- Provided entries:
-=-=-

//! Effect Implementation
//!
//! An Effect is a side-effecting computation that runs whenever its
//! dependencies change.
//!
//! # How Effects Work
//!
//! 1. When created, the effect runs its function immediately to establish
//!    initial dependencies.
//!
//! 2. When any dependency changes, the effect is queued and re-run by the
//!    runtime's flush, once per flush no matter how many inputs changed.
//!
//! 3. Before re-running, the effect runs its pending cleanup, drops its old
//!    dependencies and tracks new ones during execution. A branch not taken
//!    this run keeps no subscription.
//!
//! # Differences from Memo
//!
//! - Memos return a value; effects do not.
//! - Memos are lazy (compute on access); effects are eager (run when deps change).
//! - Memos are released when their last handle drops; effects live until
//!   they are disposed.
//!
//! # Cleanup
//!
//! An effect body is a [`Reaction`]. Its `cleanup` runs before each re-run
//! and its `dispose` runs once when the effect is disposed. Closures that
//! return a teardown closure are adapted with [`Effect::with_cleanup`].

use std::fmt::Debug;
use std::sync::atomic::{AtomicBool, AtomicUsize, Ordering};
use std::sync::Arc;

use parking_lot::Mutex;

use super::batch::batch;
use super::context::{untrack, ReactiveContext};
use super::observer::{CleanupReaction, FnReaction, Observer, Reaction};
use super::runtime::Runtime;
use crate::error::{raise, ReactiveError};
use crate::graph::{NodeId, NodeKind};

struct EffectInner {
    id: NodeId,
    reaction: Mutex<Box<dyn Reaction>>,
    disposed: AtomicBool,
    run_count: AtomicUsize,
}

impl EffectInner {
    fn run(&self) {
        if self.disposed.load(Ordering::SeqCst) {
            return;
        }
        let Some(mut reaction) = self.reaction.try_lock() else {
            raise(ReactiveError::ReentrantRun { node: self.id });
        };

        untrack(|| reaction.cleanup());
        Runtime::begin_run(self.id, NodeKind::Effect);
        {
            let _ctx = ReactiveContext::enter(self.id, NodeKind::Effect);
            reaction.run();
        }
        self.run_count.fetch_add(1, Ordering::SeqCst);
        tracing::trace!(effect = %self.id, "effect ran");

        // Disposed by its own body: teardown was left to us
        if self.disposed.load(Ordering::SeqCst) {
            untrack(|| reaction.dispose());
        }
    }

    fn dispose(&self) {
        if self.disposed.swap(true, Ordering::SeqCst) {
            return;
        }
        if let Some(mut reaction) = self.reaction.try_lock() {
            untrack(|| reaction.dispose());
        }
        drop(Runtime::release(self.id));
        tracing::trace!(effect = %self.id, "effect disposed");
    }
}

impl Observer for EffectInner {
    fn node_id(&self) -> NodeId {
        self.id
    }

    fn kind(&self) -> NodeKind {
        NodeKind::Effect
    }

    fn update(&self) {
        self.run();
    }

    fn dispose(&self) {
        EffectInner::dispose(self);
    }
}

/// A side-effecting computation that runs when dependencies change.
///
/// Dropping an `Effect` handle does not stop it; call [`Effect::dispose`]
/// or let an [`EffectScope`](super::EffectScope) own it.
///
/// # Example
///
/// ```rust,ignore
/// let count = Signal::new(0);
///
/// let c = count.clone();
/// let effect = Effect::new(move || {
///     println!("Count is: {}", c.get());
/// });
///
/// count.set(5);  // Prints: "Count is: 5"
/// effect.dispose();
/// ```
#[derive(Clone)]
pub struct Effect {
    inner: Arc<EffectInner>,
}

impl Effect {
    /// Create a new effect with the given function.
    ///
    /// The function runs immediately to establish initial dependencies.
    pub fn new<F>(run: F) -> Self
    where
        F: FnMut() + Send + 'static,
    {
        Self::from_reaction(FnReaction::new(run))
    }

    /// Create an effect whose body returns the cleanup for the run it just
    /// made. The cleanup runs before the next run and on disposal.
    pub fn with_cleanup<F, C>(run: F) -> Self
    where
        F: FnMut() -> C + Send + 'static,
        C: FnOnce() + Send + 'static,
    {
        Self::from_reaction(CleanupReaction::new(run))
    }

    /// Create an effect from an explicit [`Reaction`].
    pub fn from_reaction<R: Reaction>(reaction: R) -> Self {
        let effect = Self::new_lazy_reaction(reaction);
        let observer: Arc<dyn Observer> = effect.inner.clone();
        Runtime::run_now(&observer);
        effect
    }

    /// Create a new effect without running it immediately.
    ///
    /// It has no dependencies until the first [`execute`](Self::execute).
    pub fn new_lazy<F>(run: F) -> Self
    where
        F: FnMut() + Send + 'static,
    {
        Self::new_lazy_reaction(FnReaction::new(run))
    }

    fn new_lazy_reaction<R: Reaction>(reaction: R) -> Self {
        let inner = Arc::new(EffectInner {
            id: NodeId::new(),
            reaction: Mutex::new(Box::new(reaction)),
            disposed: AtomicBool::new(false),
            run_count: AtomicUsize::new(0),
        });
        Runtime::register_observer(inner.clone());
        Self { inner }
    }

    /// Name this effect in runtime snapshots.
    pub fn with_label(self, label: impl Into<String>) -> Self {
        Runtime::set_label(self.inner.id, label);
        self
    }

    /// Get the effect's unique ID.
    pub fn id(&self) -> NodeId {
        self.inner.id
    }

    /// Run the effect now, whether or not its inputs changed.
    ///
    /// Writes it makes are flushed when it returns. Unlike a scheduled run,
    /// a panic in the body reaches the caller.
    pub fn execute(&self) -> Result<(), ReactiveError> {
        if self.is_disposed() {
            return Err(ReactiveError::Disposed {
                node: self.inner.id,
            });
        }
        batch(|| self.inner.run());
        Ok(())
    }

    /// Dispose of the effect.
    ///
    /// Runs the reaction's teardown, unsubscribes from every dependency and
    /// removes the effect from the runtime. After disposal, the effect will
    /// not run again. Disposing twice is a no-op.
    pub fn dispose(&self) {
        self.inner.dispose();
    }

    /// Check if the effect has been disposed.
    pub fn is_disposed(&self) -> bool {
        self.inner.disposed.load(Ordering::SeqCst)
    }

    /// Get the number of times the effect has run.
    pub fn run_count(&self) -> usize {
        self.inner.run_count.load(Ordering::SeqCst)
    }

    /// Get the number of dependencies.
    pub fn dependency_count(&self) -> usize {
        Runtime::dependencies(self.inner.id).len()
    }
}

impl Debug for Effect {
    fn fmt(&self, f: &mut std::fmt::Formatter<'_>) -> std::fmt::Result {
        f.debug_struct("Effect")
            .field("id", &self.inner.id)
            .field("disposed", &self.is_disposed())
            .field("run_count", &self.run_count())
            .finish()
    }
}

/// Register an effect that runs now and whenever its inputs change.
pub fn effect<F>(run: F) -> Effect
where
    F: FnMut() + Send + 'static,
{
    Effect::new(run)
}

/// Like [`effect`], for bodies that return a cleanup closure.
pub fn effect_with_cleanup<F, C>(run: F) -> Effect
where
    F: FnMut() -> C + Send + 'static,
    C: FnOnce() + Send + 'static,
{
    Effect::with_cleanup(run)
}

// ----------------------------------------------------------------------------
// Tests
// ----------------------------------------------------------------------------
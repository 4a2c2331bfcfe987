//! Node Arena
//!
//! Owns every node record of one runtime, indexed by ID, together with the
//! edges between them. Dirty propagation lives here because it only needs
//! the edge structure; running effects and recomputing memos is the
//! runtime's job.

use std::collections::{HashMap, VecDeque};

use serde::Serialize;

use super::node::{Node, NodeId, NodeKind, NodeState};

/// A point-in-time description of one node, for debugging and inspection.
#[derive(Debug, Clone, PartialEq, Eq, Serialize)]
pub struct NodeInfo {
    pub id: NodeId,
    pub kind: NodeKind,
    pub state: NodeState,
    pub label: Option<String>,
    pub dependencies: Vec<NodeId>,
    pub dependents: Vec<NodeId>,
}

/// The dependency graph of one runtime.
#[derive(Debug, Default)]
pub struct Graph {
    nodes: HashMap<NodeId, Node>,
}

impl Graph {
    pub fn new() -> Self {
        Self::default()
    }

    /// Add a node to the graph.
    pub fn add_node(&mut self, node: Node) -> NodeId {
        let id = node.id();
        self.nodes.insert(id, node);
        id
    }

    /// Remove a node from the graph together with every edge touching it.
    pub fn remove_node(&mut self, node_id: NodeId) -> Option<Node> {
        let node = self.nodes.remove(&node_id)?;

        for dep_id in node.dependencies() {
            if let Some(dep) = self.nodes.get_mut(dep_id) {
                dep.remove_dependent(node_id);
            }
        }

        for dependent_id in node.dependents() {
            if let Some(dependent) = self.nodes.get_mut(dependent_id) {
                dependent.remove_dependency(node_id);
            }
        }

        Some(node)
    }

    pub fn contains(&self, node_id: NodeId) -> bool {
        self.nodes.contains_key(&node_id)
    }

    pub fn kind(&self, node_id: NodeId) -> Option<NodeKind> {
        self.nodes.get(&node_id).map(Node::kind)
    }

    pub fn state(&self, node_id: NodeId) -> Option<NodeState> {
        self.nodes.get(&node_id).map(Node::state)
    }

    pub fn set_state(&mut self, node_id: NodeId, state: NodeState) {
        if let Some(node) = self.nodes.get_mut(&node_id) {
            match state {
                NodeState::Clean => node.mark_clean(),
                NodeState::MaybeDirty => node.mark_maybe_dirty(),
                NodeState::Dirty => node.mark_dirty(),
            }
        }
    }

    /// Add a dependency edge: `dependent` reads `dependency`.
    ///
    /// Both ends must be present; edges to nodes that were already released
    /// are ignored.
    pub fn add_edge(&mut self, dependency: NodeId, dependent: NodeId) -> bool {
        if dependency == dependent
            || !self.nodes.contains_key(&dependency)
            || !self.nodes.contains_key(&dependent)
        {
            return false;
        }
        let inserted = self
            .nodes
            .get_mut(&dependent)
            .map(|node| node.add_dependency(dependency))
            .unwrap_or(false);
        if let Some(dep_node) = self.nodes.get_mut(&dependency) {
            dep_node.add_dependent(dependent);
        }
        inserted
    }

    /// Unsubscribe `dependent` from everything it read during its last run.
    pub fn clear_dependencies(&mut self, dependent: NodeId) {
        let deps = match self.nodes.get_mut(&dependent) {
            Some(node) => node.take_dependencies(),
            None => return,
        };
        for dep_id in deps {
            if let Some(dep) = self.nodes.get_mut(&dep_id) {
                dep.remove_dependent(dependent);
            }
        }
    }

    pub fn dependencies(&self, node_id: NodeId) -> Vec<NodeId> {
        self.nodes
            .get(&node_id)
            .map(|node| node.dependencies().iter().copied().collect())
            .unwrap_or_default()
    }

    pub fn dependents(&self, node_id: NodeId) -> Vec<NodeId> {
        self.nodes
            .get(&node_id)
            .map(|node| node.dependents().iter().copied().collect())
            .unwrap_or_default()
    }

    /// Mark a changed node's dependents and propagate dirty flags.
    ///
    /// Direct dependents become `Dirty`; everything reachable through a memo
    /// becomes `MaybeDirty`. Propagation stops at nodes that were already
    /// non-clean, since their downstream was marked when they were.
    ///
    /// Returns the effects that transitioned out of `Clean`, in the order
    /// they were reached.
    pub fn mark_changed(&mut self, source_id: NodeId) -> Vec<NodeId> {
        self.propagate(source_id, NodeState::Dirty)
    }

    /// Force a memo to recompute on its next read. Its dependents become
    /// `MaybeDirty`, since the recomputation may still yield an equal value.
    ///
    /// Returns the effects that transitioned out of `Clean`.
    pub fn mark_stale(&mut self, node_id: NodeId) -> Vec<NodeId> {
        let Some(node) = self.nodes.get_mut(&node_id) else {
            return Vec::new();
        };
        node.mark_dirty();
        self.propagate(node_id, NodeState::MaybeDirty)
    }

    fn propagate(&mut self, start: NodeId, status: NodeState) -> Vec<NodeId> {
        let mut effects = Vec::new();
        let mut queue: VecDeque<(NodeId, NodeState)> = VecDeque::new();

        if let Some(source) = self.nodes.get(&start) {
            for dependent_id in source.dependents() {
                queue.push_back((*dependent_id, status));
            }
        }

        // BFS so that effects are reported in subscription order
        while let Some((node_id, status)) = queue.pop_front() {
            let Some(node) = self.nodes.get_mut(&node_id) else {
                continue;
            };

            let was_clean = node.is_clean();
            if status == NodeState::Dirty {
                node.mark_dirty();
            } else {
                node.mark_maybe_dirty();
            }
            if !was_clean {
                continue;
            }

            match node.kind() {
                NodeKind::Derived => {
                    for dependent_id in node.dependents() {
                        queue.push_back((*dependent_id, NodeState::MaybeDirty));
                    }
                }
                NodeKind::Effect => effects.push(node_id),
                NodeKind::Source => {}
            }
        }

        effects
    }

    /// Confirm that a memo's value changed: its `MaybeDirty` dependents
    /// become `Dirty`.
    pub fn confirm_changed(&mut self, node_id: NodeId) {
        for dependent_id in self.dependents(node_id) {
            if let Some(node) = self.nodes.get_mut(&dependent_id) {
                if node.state() == NodeState::MaybeDirty {
                    node.mark_dirty();
                }
            }
        }
    }

    pub fn set_label(&mut self, node_id: NodeId, label: impl Into<String>) {
        if let Some(node) = self.nodes.get_mut(&node_id) {
            node.set_label(label);
        }
    }

    /// Describe every live node, ordered by ID.
    pub fn snapshot(&self) -> Vec<NodeInfo> {
        let mut infos: Vec<NodeInfo> = self
            .nodes
            .values()
            .map(|node| NodeInfo {
                id: node.id(),
                kind: node.kind(),
                state: node.state(),
                label: node.label().map(str::to_owned),
                dependencies: node.dependencies().iter().copied().collect(),
                dependents: node.dependents().iter().copied().collect(),
            })
            .collect();
        infos.sort_by_key(|info| info.id);
        infos
    }

    /// Get the total number of nodes in the graph.
    pub fn node_count(&self) -> usize {
        self.nodes.len()
    }
}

-=-=-

- Work required:
Reproduce each line of the records in which "dependents" appears.

- Result below:
    pub dependents: Vec<NodeId>,
        for dependent_id in node.dependents() {
    pub fn dependents(&self, node_id: NodeId) -> Vec<NodeId> {
            .map(|node| node.dependents().iter().copied().collect())
    /// Mark a changed node's dependents and propagate dirty flags.
    /// Direct dependents become `Dirty`; everything reachable through a memo
    /// Force a memo to recompute on its next read. Its dependents become
            for dependent_id in source.dependents() {
                    for dependent_id in node.dependents() {
    /// Confirm that a memo's value changed: its `MaybeDirty` dependents
        for dependent_id in self.dependents(node_id) {
                dependents: node.dependents().iter().copied().collect(),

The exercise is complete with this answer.